» **Description of the task**
The reply should give back every entry exactly as written.

» **Input data**
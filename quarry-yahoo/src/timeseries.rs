//! Consolidated multi-metric time-series endpoint.

use std::collections::BTreeMap;
use std::sync::Arc;

use async_trait::async_trait;
use chrono::{NaiveDate, NaiveTime, Utc};
use serde_json::{Map, Value};

use quarry_core::{PeriodType, QuarryError, RawPeriodRecord, SourceAdapter, SourceKey, Symbol};

use crate::client::{YahooClient, first_result};

/// Line items requested from the time-series endpoint, without the cadence prefix.
pub const TYPES: &[&str] = &[
    "TotalRevenue",
    "OperatingRevenue",
    "CostOfRevenue",
    "GrossProfit",
    "OperatingIncome",
    "EBIT",
    "PretaxIncome",
    "InterestExpense",
    "TaxProvision",
    "NetIncome",
    "NetIncomeCommonStockholders",
    "BasicEPS",
    "DilutedEPS",
    "TotalAssets",
    "CurrentAssets",
    "CurrentLiabilities",
    "StockholdersEquity",
    "TotalLiabilitiesNetMinorityInterest",
    "CashAndCashEquivalents",
    "Inventory",
    "OperatingCashFlow",
    "CapitalExpenditure",
    "FreeCashFlow",
];

const fn prefix(period_type: PeriodType) -> &'static str {
    match period_type {
        PeriodType::Quarterly => "quarterly",
        PeriodType::Annual => "annual",
    }
}

/// Source over `/ws/fundamentals-timeseries/v1/finance/timeseries/{symbol}`.
///
/// Symbols the provider has not indexed come back as a result list whose series
/// are all empty; that yields zero records.
pub struct TimeSeriesSource {
    client: Arc<YahooClient>,
}

impl TimeSeriesSource {
    /// Key used in priority configuration.
    pub const KEY: SourceKey = SourceKey::new("TimeSeries");

    /// Build on a shared client.
    #[must_use]
    pub const fn new(client: Arc<YahooClient>) -> Self {
        Self { client }
    }
}

#[async_trait]
impl SourceAdapter for TimeSeriesSource {
    fn key(&self) -> SourceKey {
        Self::KEY
    }

    async fn fetch(
        &self,
        symbol: &Symbol,
        period_type: PeriodType,
        since: NaiveDate,
    ) -> Result<Vec<RawPeriodRecord>, QuarryError> {
        if symbol.is_index() {
            return Ok(Vec::new());
        }
        let types = TYPES
            .iter()
            .map(|t| format!("{}{t}", prefix(period_type)))
            .collect::<Vec<_>>()
            .join(",");
        let period1 = since.and_time(NaiveTime::MIN).and_utc().timestamp();
        let period2 = Utc::now().timestamp();
        let query = [
            ("symbol", symbol.as_str().to_string()),
            ("type", types),
            ("merge", "false".to_string()),
            ("period1", period1.to_string()),
            ("period2", period2.to_string()),
        ];
        let path = format!(
            "/ws/fundamentals-timeseries/v1/finance/timeseries/{}",
            symbol.as_str()
        );
        let body = match self.client.get_json(Self::KEY.as_str(), &path, &query).await {
            Ok(body) => body,
            Err(QuarryError::NotFound { .. }) => return Ok(Vec::new()),
            Err(e) => return Err(e),
        };
        parse(&body, period_type, since)
    }
}

/// Pivot the per-line-item series into one record per `asOfDate`.
///
/// Each record's `raw` maps the unprefixed line name (`TotalRevenue`) to the
/// provider's `reportedValue` wrapper and carries the `asOfDate` string.
pub fn parse(
    body: &Value,
    period_type: PeriodType,
    since: NaiveDate,
) -> Result<Vec<RawPeriodRecord>, QuarryError> {
    let source = TimeSeriesSource::KEY;
    let Some(timeseries) = body.get("timeseries") else {
        return Err(QuarryError::Data(format!("{source}: missing `timeseries`")));
    };
    if first_result(source.as_str(), body, "timeseries")?.is_none() {
        return Ok(Vec::new());
    }
    let results = timeseries
        .get("result")
        .and_then(Value::as_array)
        .map_or(&[][..], Vec::as_slice);

    let prefix = prefix(period_type);
    let mut by_date: BTreeMap<NaiveDate, Map<String, Value>> = BTreeMap::new();
    for series in results {
        let Some(type_name) = series
            .pointer("/meta/type/0")
            .and_then(Value::as_str)
        else {
            continue;
        };
        let Some(field) = type_name.strip_prefix(prefix) else {
            continue;
        };
        let Some(points) = series.get(type_name).and_then(Value::as_array) else {
            continue;
        };
        for point in points {
            let Some(date) = point
                .get("asOfDate")
                .and_then(Value::as_str)
                .and_then(|s| NaiveDate::parse_from_str(s, "%Y-%m-%d").ok())
            else {
                continue;
            };
            let Some(value) = point.get("reportedValue") else {
                continue;
            };
            if date < since {
                continue;
            }
            by_date
                .entry(date)
                .or_default()
                .insert(field.to_string(), value.clone());
        }
    }

    Ok(by_date
        .into_iter()
        .rev()
        .map(|(date, mut fields)| {
            fields.insert("asOfDate".to_string(), Value::String(date.to_string()));
            RawPeriodRecord::new(date, period_type, Value::Object(fields))
        })
        .collect())
}
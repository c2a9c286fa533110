use std::time::Duration;

use chrono::{DateTime, TimeDelta, Utc};

use quarry_types::{CacheEntry, CanonicalFundamentals, RefreshPolicy};

/// Decide whether `entry` must be refreshed before being served at `now`.
///
/// An entry is stale when it has no canonical record, when it is older than its
/// effective interval (see [`effective_interval`]), or when a required metric is
/// missing or suspect and the eager retry budget (`retry_ceiling`) is not spent.
/// A confidently resolved zero never makes an entry stale.
#[must_use]
pub fn needs_refresh(entry: &CacheEntry, now: DateTime<Utc>, policy: &RefreshPolicy) -> bool {
    let Some(canonical) = entry.canonical.as_ref() else {
        #[cfg(feature = "tracing")]
        tracing::debug!(key = %entry.key, "no canonical record; refresh");
        return true;
    };
    let interval = TimeDelta::from_std(effective_interval(canonical, policy))
        .unwrap_or(TimeDelta::MAX);
    if now.signed_duration_since(entry.last_resolved_at) > interval {
        #[cfg(feature = "tracing")]
        tracing::debug!(
            key = %entry.key,
            resolved_at = %entry.last_resolved_at,
            "refresh interval elapsed; refresh"
        );
        return true;
    }
    if is_complete(canonical, policy) {
        return false;
    }
    let eager = entry.eager_attempts() < policy.retry_ceiling;
    #[cfg(feature = "tracing")]
    tracing::debug!(
        key = %entry.key,
        attempts = entry.eager_attempts(),
        ceiling = policy.retry_ceiling,
        eager,
        "required metric missing or suspect"
    );
    eager
}

/// Smallest configured interval among the classes of the record's populated metrics.
///
/// Falls back to `default_interval` for a record with no populated metrics.
#[must_use]
pub fn effective_interval(canonical: &CanonicalFundamentals, policy: &RefreshPolicy) -> Duration {
    canonical
        .metrics
        .iter()
        .filter(|(_, v)| v.value.is_some())
        .map(|(k, _)| policy.interval_for(k.class()))
        .min()
        .unwrap_or(policy.default_interval)
}

/// True when every required metric has a value that is not a suspect zero.
#[must_use]
pub fn is_complete(canonical: &CanonicalFundamentals, policy: &RefreshPolicy) -> bool {
    policy
        .required_metrics
        .iter()
        .all(|&k| canonical.has_trusted(k))
}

» **Written response**
filename quarry-yahoo/src/timeseries.rs
//! Consolidated multi-metric time-series endpoint.

use std::collections::BTreeMap;
use std::sync::Arc;

use async_trait::async_trait;
use chrono::{NaiveDate, NaiveTime, Utc};
use serde_json::{Map, Value};

use quarry_core::{PeriodType, QuarryError, RawPeriodRecord, SourceAdapter, SourceKey, Symbol};

use crate::client::{YahooClient, first_result};

/// Line items requested from the time-series endpoint, without the cadence prefix.
pub const TYPES: &[&str] = &[
    "TotalRevenue",
    "OperatingRevenue",
    "CostOfRevenue",
    "GrossProfit",
    "OperatingIncome",
    "EBIT",
    "PretaxIncome",
    "InterestExpense",
    "TaxProvision",
    "NetIncome",
    "NetIncomeCommonStockholders",
    "BasicEPS",
    "DilutedEPS",
    "TotalAssets",
    "CurrentAssets",
    "CurrentLiabilities",
    "StockholdersEquity",
    "TotalLiabilitiesNetMinorityInterest",
    "CashAndCashEquivalents",
    "Inventory",
    "OperatingCashFlow",
    "CapitalExpenditure",
    "FreeCashFlow",
];

const fn prefix(period_type: PeriodType) -> &'static str {
    match period_type {
        PeriodType::Quarterly => "quarterly",
        PeriodType::Annual => "annual",
    }
}

/// Source over `/ws/fundamentals-timeseries/v1/finance/timeseries/{symbol}`.
///
/// Symbols the provider has not indexed come back as a result list whose series
/// are all empty; that yields zero records.
pub struct TimeSeriesSource {
    client: Arc<YahooClient>,
}

impl TimeSeriesSource {
    /// Key used in priority configuration.
    pub const KEY: SourceKey = SourceKey::new("TimeSeries");

    /// Build on a shared client.
    #[must_use]
    pub const fn new(client: Arc<YahooClient>) -> Self {
        Self { client }
    }
}

#[async_trait]
impl SourceAdapter for TimeSeriesSource {
    fn key(&self) -> SourceKey {
        Self::KEY
    }

    async fn fetch(
        &self,
        symbol: &Symbol,
        period_type: PeriodType,
        since: NaiveDate,
    ) -> Result<Vec<RawPeriodRecord>, QuarryError> {
        if symbol.is_index() {
            return Ok(Vec::new());
        }
        let types = TYPES
            .iter()
            .map(|t| format!("{}{t}", prefix(period_type)))
            .collect::<Vec<_>>()
            .join(",");
        let period1 = since.and_time(NaiveTime::MIN).and_utc().timestamp();
        let period2 = Utc::now().timestamp();
        let query = [
            ("symbol", symbol.as_str().to_string()),
            ("type", types),
            ("merge", "false".to_string()),
            ("period1", period1.to_string()),
            ("period2", period2.to_string()),
        ];
        let path = format!(
            "/ws/fundamentals-timeseries/v1/finance/timeseries/{}",
            symbol.as_str()
        );
        let body = match self.client.get_json(Self::KEY.as_str(), &path, &query).await {
            Ok(body) => body,
            Err(QuarryError::NotFound { .. }) => return Ok(Vec::new()),
            Err(e) => return Err(e),
        };
        parse(&body, period_type, since)
    }
}

/// Pivot the per-line-item series into one record per `asOfDate`.
///
/// Each record's `raw` maps the unprefixed line name (`TotalRevenue`) to the
/// provider's `reportedValue` wrapper and carries the `asOfDate` string.
pub fn parse(
    body: &Value,
    period_type: PeriodType,
    since: NaiveDate,
) -> Result<Vec<RawPeriodRecord>, QuarryError> {
    let source = TimeSeriesSource::KEY;
    let Some(timeseries) = body.get("timeseries") else {
        return Err(QuarryError::Data(format!("{source}: missing `timeseries`")));
    };
    if first_result(source.as_str(), body, "timeseries")?.is_none() {
        return Ok(Vec::new());
    }
    let results = timeseries
        .get("result")
        .and_then(Value::as_array)
        .map_or(&[][..], Vec::as_slice);

    let prefix = prefix(period_type);
    let mut by_date: BTreeMap<NaiveDate, Map<String, Value>> = BTreeMap::new();
    for series in results {
        let Some(type_name) = series
            .pointer("/meta/type/0")
            .and_then(Value::as_str)
        else {
            continue;
        };
        let Some(field) = type_name.strip_prefix(prefix) else {
            continue;
        };
        let Some(points) = series.get(type_name).and_then(Value::as_array) else {
            continue;
        };
        for point in points {
            let Some(date) = point
                .get("asOfDate")
                .and_then(Value::as_str)
                .and_then(|s| NaiveDate::parse_from_str(s, "%Y-%m-%d").ok())
            else {
                continue;
            };
            let Some(value) = point.get("reportedValue") else {
                continue;
            };
            if date < since {
                continue;
            }
            by_date
                .entry(date)
                .or_default()
                .insert(field.to_string(), value.clone());
        }
    }

    Ok(by_date
        .into_iter()
        .rev()
        .map(|(date, mut fields)| {
            fields.insert("asOfDate".to_string(), Value::String(date.to_string()));
            RawPeriodRecord::new(date, period_type, Value::Object(fields))
        })
        .collect())
}
repository c2a9c286fa533110
use std::time::Duration;

use chrono::{DateTime, TimeDelta, Utc};

use quarry_types::{CacheEntry, CanonicalFundamentals, RefreshPolicy};

/// Decide whether `entry` must be refreshed before being served at `now`.
///
/// An entry is stale when it has no canonical record, when it is older than its
/// effective interval (see [`effective_interval`]), or when a required metric is
/// missing or suspect and the eager retry budget (`retry_ceiling`) is not spent.
/// A confidently resolved zero never makes an entry stale.
#[must_use]
pub fn needs_refresh(entry: &CacheEntry, now: DateTime<Utc>, policy: &RefreshPolicy) -> bool {
    let Some(canonical) = entry.canonical.as_ref() else {
        #[cfg(feature = "tracing")]
        tracing::debug!(key = %entry.key, "no canonical record; refresh");
        return true;
    };
    let interval = TimeDelta::from_std(effective_interval(canonical, policy))
        .unwrap_or(TimeDelta::MAX);
    if now.signed_duration_since(entry.last_resolved_at) > interval {
        #[cfg(feature = "tracing")]
        tracing::debug!(
            key = %entry.key,
            resolved_at = %entry.last_resolved_at,
            "refresh interval elapsed; refresh"
        );
        return true;
    }
    if is_complete(canonical, policy) {
        return false;
    }
    let eager = entry.eager_attempts() < policy.retry_ceiling;
    #[cfg(feature = "tracing")]
    tracing::debug!(
        key = %entry.key,
        attempts = entry.eager_attempts(),
        ceiling = policy.retry_ceiling,
        eager,
        "required metric missing or suspect"
    );
    eager
}

/// Smallest configured interval among the classes of the record's populated metrics.
///
/// Falls back to `default_interval` for a record with no populated metrics.
#[must_use]
pub fn effective_interval(canonical: &CanonicalFundamentals, policy: &RefreshPolicy) -> Duration {
    canonical
        .metrics
        .iter()
        .filter(|(_, v)| v.value.is_some())
        .map(|(k, _)| policy.interval_for(k.class()))
        .min()
        .unwrap_or(policy.default_interval)
}

/// True when every required metric has a value that is not a suspect zero.
#[must_use]
pub fn is_complete(canonical: &CanonicalFundamentals, policy: &RefreshPolicy) -> bool {
    policy
        .required_metrics
        .iter()
        .all(|&k| canonical.has_trusted(k))
}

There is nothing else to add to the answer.